* **What is needed**
Copy out the data below, all of it, exactly.

* **Provided entries**
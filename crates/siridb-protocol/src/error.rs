//! Protocol-level error types.

use thiserror::Error;

/// Errors raised while interpreting package headers.
#[derive(Debug, Clone, PartialEq, Eq, Error)]
pub enum ProtocolError {
    /// Not enough bytes to hold a complete header.
    #[error("incomplete package header: expected {expected} bytes, got {actual}")]
    IncompleteHeader {
        /// Bytes required.
        expected: usize,
        /// Bytes available.
        actual: usize,
    },

    /// The check byte is not the complement of the type tag.
    #[error("invalid package check bit (tp {tp}, check {check})")]
    InvalidCheckBit {
        /// Type tag found in the header.
        tp: u8,
        /// Check byte found in the header.
        check: u8,
    },

    /// The declared payload length exceeds the configured maximum.
    #[error("package too large: {size} bytes (max {max})")]
    PackageTooLarge {
        /// Declared payload length.
        size: usize,
        /// Configured maximum.
        max: usize,
    },

    /// Type tag is not a known request type.
    #[error("unknown request type: {0}")]
    UnknownRequestType(u8),

    /// Type tag is not a known response type.
    #[error("unknown response type: {0}")]
    UnknownResponseType(u8),
}
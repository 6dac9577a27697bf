//! Package header definitions.

use bytes::{Buf, BufMut, Bytes, BytesMut};

use crate::error::ProtocolError;

/// Package header size in bytes.
pub const PACKAGE_HEADER_SIZE: usize = 8;

/// Default upper bound for a package payload (200 MiB).
pub const DEFAULT_MAX_PACKAGE_SIZE: usize = 209_715_200;

/// Package header.
///
/// Every package begins with an 8-byte little-endian header describing the
/// payload length, the correlation id and the type of the package.
#[derive(Debug, Clone, Copy, PartialEq, Eq, Hash)]
pub struct PackageHeader {
    /// Payload length, excluding the header.
    pub length: u32,
    /// Correlation id shared by a request and its response.
    pub pid: u16,
    /// Type tag (see [`RequestType`](crate::RequestType) and
    /// [`ResponseType`](crate::ResponseType)).
    pub tp: u8,
    /// Check byte, valid when it equals `!tp`.
    pub check: u8,
}

impl PackageHeader {
    /// Create a header with a correct check byte.
    #[must_use]
    pub const fn new(pid: u16, tp: u8, length: u32) -> Self {
        Self {
            length,
            pid,
            tp,
            check: !tp,
        }
    }

    /// Parse a header from bytes.
    ///
    /// This only reads the fields; use [`validate`](Self::validate) to check
    /// the marker and the length bound.
    pub fn decode(src: &mut impl Buf) -> Result<Self, ProtocolError> {
        if src.remaining() < PACKAGE_HEADER_SIZE {
            return Err(ProtocolError::IncompleteHeader {
                expected: PACKAGE_HEADER_SIZE,
                actual: src.remaining(),
            });
        }

        Ok(Self {
            length: src.get_u32_le(),
            pid: src.get_u16_le(),
            tp: src.get_u8(),
            check: src.get_u8(),
        })
    }

    /// Read the header at the start of `src` without consuming anything.
    ///
    /// Returns `None` when fewer than [`PACKAGE_HEADER_SIZE`] bytes are
    /// available.
    #[must_use]
    pub fn peek(src: &[u8]) -> Option<Self> {
        let mut cursor = src.get(..PACKAGE_HEADER_SIZE)?;
        Self::decode(&mut cursor).ok()
    }

    /// Encode the header.
    pub fn encode(&self, dst: &mut impl BufMut) {
        dst.put_u32_le(self.length);
        dst.put_u16_le(self.pid);
        dst.put_u8(self.tp);
        dst.put_u8(self.check);
    }

    /// Encode the header to a new `Bytes` buffer.
    #[must_use]
    pub fn encode_to_bytes(&self) -> Bytes {
        let mut buf = BytesMut::with_capacity(PACKAGE_HEADER_SIZE);
        self.encode(&mut buf);
        buf.freeze()
    }

    /// Check the validity marker.
    #[must_use]
    pub const fn is_valid(&self) -> bool {
        self.tp == !self.check
    }

    /// Check the validity marker and the payload length bound.
    ///
    /// A length exactly equal to `max_payload` is accepted.
    pub fn validate(&self, max_payload: usize) -> Result<(), ProtocolError> {
        if !self.is_valid() {
            return Err(ProtocolError::InvalidCheckBit {
                tp: self.tp,
                check: self.check,
            });
        }
        if self.payload_length() > max_payload {
            return Err(ProtocolError::PackageTooLarge {
                size: self.payload_length(),
                max: max_payload,
            });
        }
        Ok(())
    }

    /// Payload length as `usize`.
    #[must_use]
    pub const fn payload_length(&self) -> usize {
        self.length as usize
    }

    /// Header plus payload length.
    #[must_use]
    pub const fn total_size(&self) -> usize {
        PACKAGE_HEADER_SIZE + self.length as usize
    }
}

#[cfg(test)]
#[allow(clippy::unwrap_used)]
mod tests {
    use super::*;
    use proptest::prelude::*;

    #[test]
    fn test_header_roundtrip() {
        let header = PackageHeader::new(513, 2, 100);

        let bytes = header.encode_to_bytes();
        assert_eq!(bytes.len(), PACKAGE_HEADER_SIZE);
        assert_eq!(&bytes[..], &[100, 0, 0, 0, 1, 2, 2, 0xFD]);

        let mut cursor = bytes.as_ref();
        let decoded = PackageHeader::decode(&mut cursor).unwrap();
        assert_eq!(header, decoded);
        assert!(decoded.is_valid());
    }

    #[test]
    fn test_peek_short_input() {
        assert!(PackageHeader::peek(&[0, 0, 0]).is_none());
    }

    #[test]
    fn test_invalid_check_bit() {
        let mut header = PackageHeader::new(1, 0, 4);
        header.check = 0;
        assert!(!header.is_valid());
        assert_eq!(
            header.validate(DEFAULT_MAX_PACKAGE_SIZE),
            Err(ProtocolError::InvalidCheckBit { tp: 0, check: 0 })
        );
    }

    #[test]
    fn test_max_length_boundary() {
        let at_max = PackageHeader::new(1, 0, 1024);
        assert!(at_max.validate(1024).is_ok());

        let over_max = PackageHeader::new(1, 0, 1025);
        assert_eq!(
            over_max.validate(1024),
            Err(ProtocolError::PackageTooLarge {
                size: 1025,
                max: 1024
            })
        );
    }

    #[test]
    fn test_total_size() {
        let header = PackageHeader::new(0, 0, 92);
        assert_eq!(header.total_size(), 100);
    }

    proptest! {
        #[test]
        fn constructed_headers_are_valid(pid: u16, tp: u8, length: u32) {
            let header = PackageHeader::new(pid, tp, length);
            prop_assert!(header.is_valid());
            prop_assert_eq!(PackageHeader::peek(&header.encode_to_bytes()), Some(header));
        }

        #[test]
        fn corrupted_check_is_rejected(tp: u8, check: u8) {
            prop_assume!(check != !tp);
            let header = PackageHeader { length: 0, pid: 0, tp, check };
            prop_assert!(header.validate(DEFAULT_MAX_PACKAGE_SIZE).is_err());
        }
    }
}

* **Response to the exercise**
filename crates/siridb-protocol/src/error.rs
//! Protocol-level error types.

use thiserror::Error;

/// Errors raised while interpreting package headers.
#[derive(Debug, Clone, PartialEq, Eq, Error)]
pub enum ProtocolError {
    /// Not enough bytes to hold a complete header.
    #[error("incomplete package header: expected {expected} bytes, got {actual}")]
    IncompleteHeader {
        /// Bytes required.
        expected: usize,
        /// Bytes available.
        actual: usize,
    },

    /// The check byte is not the complement of the type tag.
    #[error("invalid package check bit (tp {tp}, check {check})")]
    InvalidCheckBit {
        /// Type tag found in the header.
        tp: u8,
        /// Check byte found in the header.
        check: u8,
    },

    /// The declared payload length exceeds the configured maximum.
    #[error("package too large: {size} bytes (max {max})")]
    PackageTooLarge {
        /// Declared payload length.
        size: usize,
        /// Configured maximum.
        max: usize,
    },

    /// Type tag is not a known request type.
    #[error("unknown request type: {0}")]
    UnknownRequestType(u8),

    /// Type tag is not a known response type.
    #[error("unknown response type: {0}")]
    UnknownResponseType(u8),
}
repository 6dac9577a27697bf
//! Package header definitions.

use bytes::{Buf, BufMut, Bytes, BytesMut};

use crate::error::ProtocolError;

/// Package header size in bytes.
pub const PACKAGE_HEADER_SIZE: usize = 8;

/// Default upper bound for a package payload (200 MiB).
pub const DEFAULT_MAX_PACKAGE_SIZE: usize = 209_715_200;

/// Package header.
///
/// Every package begins with an 8-byte little-endian header describing the
/// payload length, the correlation id and the type of the package.
#[derive(Debug, Clone, Copy, PartialEq, Eq, Hash)]
pub struct PackageHeader {
    /// Payload length, excluding the header.
    pub length: u32,
    /// Correlation id shared by a request and its response.
    pub pid: u16,
    /// Type tag (see [`RequestType`](crate::RequestType) and
    /// [`ResponseType`](crate::ResponseType)).
    pub tp: u8,
    /// Check byte, valid when it equals `!tp`.
    pub check: u8,
}

impl PackageHeader {
    /// Create a header with a correct check byte.
    #[must_use]
    pub const fn new(pid: u16, tp: u8, length: u32) -> Self {
        Self {
            length,
            pid,
            tp,
            check: !tp,
        }
    }

    /// Parse a header from bytes.
    ///
    /// This only reads the fields; use [`validate`](Self::validate) to check
    /// the marker and the length bound.
    pub fn decode(src: &mut impl Buf) -> Result<Self, ProtocolError> {
        if src.remaining() < PACKAGE_HEADER_SIZE {
            return Err(ProtocolError::IncompleteHeader {
                expected: PACKAGE_HEADER_SIZE,
                actual: src.remaining(),
            });
        }

        Ok(Self {
            length: src.get_u32_le(),
            pid: src.get_u16_le(),
            tp: src.get_u8(),
            check: src.get_u8(),
        })
    }

    /// Read the header at the start of `src` without consuming anything.
    ///
    /// Returns `None` when fewer than [`PACKAGE_HEADER_SIZE`] bytes are
    /// available.
    #[must_use]
    pub fn peek(src: &[u8]) -> Option<Self> {
        let mut cursor = src.get(..PACKAGE_HEADER_SIZE)?;
        Self::decode(&mut cursor).ok()
    }

    /// Encode the header.
    pub fn encode(&self, dst: &mut impl BufMut) {
        dst.put_u32_le(self.length);
        dst.put_u16_le(self.pid);
        dst.put_u8(self.tp);
        dst.put_u8(self.check);
    }

    /// Encode the header to a new `Bytes` buffer.
    #[must_use]
    pub fn encode_to_bytes(&self) -> Bytes {
        let mut buf = BytesMut::with_capacity(PACKAGE_HEADER_SIZE);
        self.encode(&mut buf);
        buf.freeze()
    }

    /// Check the validity marker.
    #[must_use]
    pub const fn is_valid(&self) -> bool {
        self.tp == !self.check
    }

    /// Check the validity marker and the payload length bound.
    ///
    /// A length exactly equal to `max_payload` is accepted.
    pub fn validate(&self, max_payload: usize) -> Result<(), ProtocolError> {
        if !self.is_valid() {
            return Err(ProtocolError::InvalidCheckBit {
                tp: self.tp,
                check: self.check,
            });
        }
        if self.payload_length() > max_payload {
            return Err(ProtocolError::PackageTooLarge {
                size: self.payload_length(),
                max: max_payload,
            });
        }
        Ok(())
    }

    /// Payload length as `usize`.
    #[must_use]
    pub const fn payload_length(&self) -> usize {
        self.length as usize
    }

    /// Header plus payload length.
    #[must_use]
    pub const fn total_size(&self) -> usize {
        PACKAGE_HEADER_SIZE + self.length as usize
    }
}

#[cfg(test)]
#[allow(clippy::unwrap_used)]
mod tests {
    use super::*;
    use proptest::prelude::*;

    #[test]
    fn test_header_roundtrip() {
        let header = PackageHeader::new(513, 2, 100);

        let bytes = header.encode_to_bytes();
        assert_eq!(bytes.len(), PACKAGE_HEADER_SIZE);
        assert_eq!(&bytes[..], &[100, 0, 0, 0, 1, 2, 2, 0xFD]);

        let mut cursor = bytes.as_ref();
        let decoded = PackageHeader::decode(&mut cursor).unwrap();
        assert_eq!(header, decoded);
        assert!(decoded.is_valid());
    }

    #[test]
    fn test_peek_short_input() {
        assert!(PackageHeader::peek(&[0, 0, 0]).is_none());
    }

    #[test]
    fn test_invalid_check_bit() {
        let mut header = PackageHeader::new(1, 0, 4);
        header.check = 0;
        assert!(!header.is_valid());
        assert_eq!(
            header.validate(DEFAULT_MAX_PACKAGE_SIZE),
            Err(ProtocolError::InvalidCheckBit { tp: 0, check: 0 })
        );
    }

    #[test]
    fn test_max_length_boundary() {
        let at_max = PackageHeader::new(1, 0, 1024);
        assert!(at_max.validate(1024).is_ok());

        let over_max = PackageHeader::new(1, 0, 1025);
        assert_eq!(
            over_max.validate(1024),
            Err(ProtocolError::PackageTooLarge {
                size: 1025,
                max: 1024
            })
        );
    }

    #[test]
    fn test_total_size() {
        let header = PackageHeader::new(0, 0, 92);
        assert_eq!(header.total_size(), 100);
    }

    proptest! {
        #[test]
        fn constructed_headers_are_valid(pid: u16, tp: u8, length: u32) {
            let header = PackageHeader::new(pid, tp, length);
            prop_assert!(header.is_valid());
            prop_assert_eq!(PackageHeader::peek(&header.encode_to_bytes()), Some(header));
        }

        #[test]
        fn corrupted_check_is_rejected(tp: u8, check: u8) {
            prop_assume!(check != !tp);
            let header = PackageHeader { length: 0, pid: 0, tp, check };
            prop_assert!(header.validate(DEFAULT_MAX_PACKAGE_SIZE).is_err());
        }
    }
}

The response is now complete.